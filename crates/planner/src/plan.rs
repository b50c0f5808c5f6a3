use chrono::NaiveDate;
use serde::{Deserialize, Serialize};
use tracing::{info, info_span, warn};

use stockcast_core::{Notice, PlanningResult, ProductId};
use stockcast_demand::DemandSeries;
use stockcast_forecast::{
    ForecastResult, MetricValue, SmoothingConfig, SmoothingForecaster, demand_variability_accuracy,
};
use stockcast_inventory::{
    Advice, InventoryProjection, OrderRecommendation, OrderUpToPolicy, ProductParameters,
};

use crate::controls::PlanControls;
use crate::reader::DemandReader;

/// Headline product metrics shown next to the plan.
#[derive(Debug, Clone, PartialEq, Serialize, Deserialize)]
pub struct ProductOverview {
    pub unit_price: f64,
    pub avg_weekly_demand: f64,
    /// `(1 - CV) × 100` from the parameter table.
    pub demand_accuracy: MetricValue,
    pub lead_time_days: f64,
}

/// Everything computed for one planning request.
#[derive(Debug, Clone, PartialEq, Serialize, Deserialize)]
pub struct ReplenishmentPlan {
    pub product: ProductId,
    pub controls: PlanControls,
    pub parameters: ProductParameters,
    pub overview: ProductOverview,
    pub forecast: ForecastResult,
    pub projection: InventoryProjection,
    pub recommendation: OrderRecommendation,
    pub advice: Advice,
    /// Recoverable degradations hit while computing, in pipeline order.
    pub notices: Vec<Notice>,
}

/// Run the full pipeline over an input snapshot.
///
/// Inputs are assumed valid (see [`PlanControls::validate`] and
/// [`ProductParameters::validate`]); [`Planner`] checks them before calling.
pub fn build_plan(
    product: ProductId,
    series: &DemandSeries,
    parameters: ProductParameters,
    controls: PlanControls,
    forecaster: &SmoothingForecaster,
    reference_date: NaiveDate,
) -> ReplenishmentPlan {
    let forecast = forecaster.forecast(
        series,
        parameters.avg_weekly_demand,
        controls.horizon_weeks as usize,
        reference_date,
    );

    let projection = InventoryProjection::simulate(
        controls.current_stock,
        &forecast.future_quantities(),
        &parameters,
    );

    let recommendation =
        OrderUpToPolicy::new(controls.weeks_of_supply).recommend(&parameters, controls.current_stock);
    let advice = recommendation.advice(&parameters);

    let demand_accuracy =
        demand_variability_accuracy(parameters.avg_weekly_demand, parameters.std_weekly_demand);

    let mut notices = forecast.notices.clone();
    if let MetricValue::NotAvailable { reason } = &demand_accuracy {
        notices.push(Notice::undefined_metric("demand accuracy", reason.clone()));
    }
    notices.extend(recommendation.notices());

    let overview = ProductOverview {
        unit_price: parameters.unit_price,
        avg_weekly_demand: parameters.avg_weekly_demand,
        demand_accuracy,
        lead_time_days: parameters.lead_time_days,
    };

    ReplenishmentPlan {
        product,
        controls,
        parameters,
        overview,
        forecast,
        projection,
        recommendation,
        advice,
        notices,
    }
}

/// Planning service over an injected read-only data source.
#[derive(Debug, Clone)]
pub struct Planner<R> {
    reader: R,
    forecaster: SmoothingForecaster,
    reference_date: NaiveDate,
}

impl<R: DemandReader> Planner<R> {
    /// Planner with the default smoother.
    ///
    /// `reference_date` dates the forecast of products without order history:
    /// their first future week is the week ending on or after it.
    pub fn new(reader: R, reference_date: NaiveDate) -> Self {
        Self {
            reader,
            forecaster: SmoothingForecaster::default(),
            reference_date,
        }
    }

    pub fn with_config(mut self, config: SmoothingConfig) -> Self {
        self.forecaster = SmoothingForecaster::new(config);
        self
    }

    pub fn reader(&self) -> &R {
        &self.reader
    }

    pub fn reference_date(&self) -> NaiveDate {
        self.reference_date
    }

    /// `compute(product, stock, horizon, weeks_of_supply)`.
    pub fn compute(
        &self,
        product: &ProductId,
        current_stock: u32,
        horizon_weeks: u32,
        weeks_of_supply: u32,
    ) -> PlanningResult<ReplenishmentPlan> {
        self.plan(
            product,
            PlanControls::new(current_stock, horizon_weeks, weeks_of_supply),
        )
    }

    pub fn plan(&self, product: &ProductId, controls: PlanControls) -> PlanningResult<ReplenishmentPlan> {
        let span = info_span!("plan", product = %product);
        let _guard = span.enter();

        controls.validate()?;
        let parameters = self.reader.parameters(product)?;
        parameters.validate()?;
        let series = self.reader.demand_series(product)?;

        let plan = build_plan(
            product.clone(),
            &series,
            parameters,
            controls,
            &self.forecaster,
            self.reference_date,
        );

        for notice in &plan.notices {
            warn!(notice = %notice, "plan degraded");
        }
        info!(
            weeks = series.len(),
            stock = controls.current_stock,
            horizon = controls.horizon_weeks,
            status = %plan.recommendation.status,
            order_qty = plan.recommendation.order_qty,
            "plan computed"
        );

        Ok(plan)
    }
}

_ _ _ _

ASSIGNED TASK: The full listing above should be repeated without omission.

REPLY TO THE TASK:
filename crates/planner/src/plan.rs
repository b50c0f5808c5f6a3
use chrono::NaiveDate;
use serde::{Deserialize, Serialize};
use tracing::{info, info_span, warn};

use stockcast_core::{Notice, PlanningResult, ProductId};
use stockcast_demand::DemandSeries;
use stockcast_forecast::{
    ForecastResult, MetricValue, SmoothingConfig, SmoothingForecaster, demand_variability_accuracy,
};
use stockcast_inventory::{
    Advice, InventoryProjection, OrderRecommendation, OrderUpToPolicy, ProductParameters,
};

use crate::controls::PlanControls;
use crate::reader::DemandReader;

/// Headline product metrics shown next to the plan.
#[derive(Debug, Clone, PartialEq, Serialize, Deserialize)]
pub struct ProductOverview {
    pub unit_price: f64,
    pub avg_weekly_demand: f64,
    /// `(1 - CV) × 100` from the parameter table.
    pub demand_accuracy: MetricValue,
    pub lead_time_days: f64,
}

/// Everything computed for one planning request.
#[derive(Debug, Clone, PartialEq, Serialize, Deserialize)]
pub struct ReplenishmentPlan {
    pub product: ProductId,
    pub controls: PlanControls,
    pub parameters: ProductParameters,
    pub overview: ProductOverview,
    pub forecast: ForecastResult,
    pub projection: InventoryProjection,
    pub recommendation: OrderRecommendation,
    pub advice: Advice,
    /// Recoverable degradations hit while computing, in pipeline order.
    pub notices: Vec<Notice>,
}

/// Run the full pipeline over an input snapshot.
///
/// Inputs are assumed valid (see [`PlanControls::validate`] and
/// [`ProductParameters::validate`]); [`Planner`] checks them before calling.
pub fn build_plan(
    product: ProductId,
    series: &DemandSeries,
    parameters: ProductParameters,
    controls: PlanControls,
    forecaster: &SmoothingForecaster,
    reference_date: NaiveDate,
) -> ReplenishmentPlan {
    let forecast = forecaster.forecast(
        series,
        parameters.avg_weekly_demand,
        controls.horizon_weeks as usize,
        reference_date,
    );

    let projection = InventoryProjection::simulate(
        controls.current_stock,
        &forecast.future_quantities(),
        &parameters,
    );

    let recommendation =
        OrderUpToPolicy::new(controls.weeks_of_supply).recommend(&parameters, controls.current_stock);
    let advice = recommendation.advice(&parameters);

    let demand_accuracy =
        demand_variability_accuracy(parameters.avg_weekly_demand, parameters.std_weekly_demand);

    let mut notices = forecast.notices.clone();
    if let MetricValue::NotAvailable { reason } = &demand_accuracy {
        notices.push(Notice::undefined_metric("demand accuracy", reason.clone()));
    }
    notices.extend(recommendation.notices());

    let overview = ProductOverview {
        unit_price: parameters.unit_price,
        avg_weekly_demand: parameters.avg_weekly_demand,
        demand_accuracy,
        lead_time_days: parameters.lead_time_days,
    };

    ReplenishmentPlan {
        product,
        controls,
        parameters,
        overview,
        forecast,
        projection,
        recommendation,
        advice,
        notices,
    }
}

/// Planning service over an injected read-only data source.
#[derive(Debug, Clone)]
pub struct Planner<R> {
    reader: R,
    forecaster: SmoothingForecaster,
    reference_date: NaiveDate,
}

impl<R: DemandReader> Planner<R> {
    /// Planner with the default smoother.
    ///
    /// `reference_date` dates the forecast of products without order history:
    /// their first future week is the week ending on or after it.
    pub fn new(reader: R, reference_date: NaiveDate) -> Self {
        Self {
            reader,
            forecaster: SmoothingForecaster::default(),
            reference_date,
        }
    }

    pub fn with_config(mut self, config: SmoothingConfig) -> Self {
        self.forecaster = SmoothingForecaster::new(config);
        self
    }

    pub fn reader(&self) -> &R {
        &self.reader
    }

    pub fn reference_date(&self) -> NaiveDate {
        self.reference_date
    }

    /// `compute(product, stock, horizon, weeks_of_supply)`.
    pub fn compute(
        &self,
        product: &ProductId,
        current_stock: u32,
        horizon_weeks: u32,
        weeks_of_supply: u32,
    ) -> PlanningResult<ReplenishmentPlan> {
        self.plan(
            product,
            PlanControls::new(current_stock, horizon_weeks, weeks_of_supply),
        )
    }

    pub fn plan(&self, product: &ProductId, controls: PlanControls) -> PlanningResult<ReplenishmentPlan> {
        let span = info_span!("plan", product = %product);
        let _guard = span.enter();

        controls.validate()?;
        let parameters = self.reader.parameters(product)?;
        parameters.validate()?;
        let series = self.reader.demand_series(product)?;

        let plan = build_plan(
            product.clone(),
            &series,
            parameters,
            controls,
            &self.forecaster,
            self.reference_date,
        );

        for notice in &plan.notices {
            warn!(notice = %notice, "plan degraded");
        }
        info!(
            weeks = series.len(),
            stock = controls.current_stock,
            horizon = controls.horizon_weeks,
            status = %plan.recommendation.status,
            order_qty = plan.recommendation.order_qty,
            "plan computed"
        );

        Ok(plan)
    }
}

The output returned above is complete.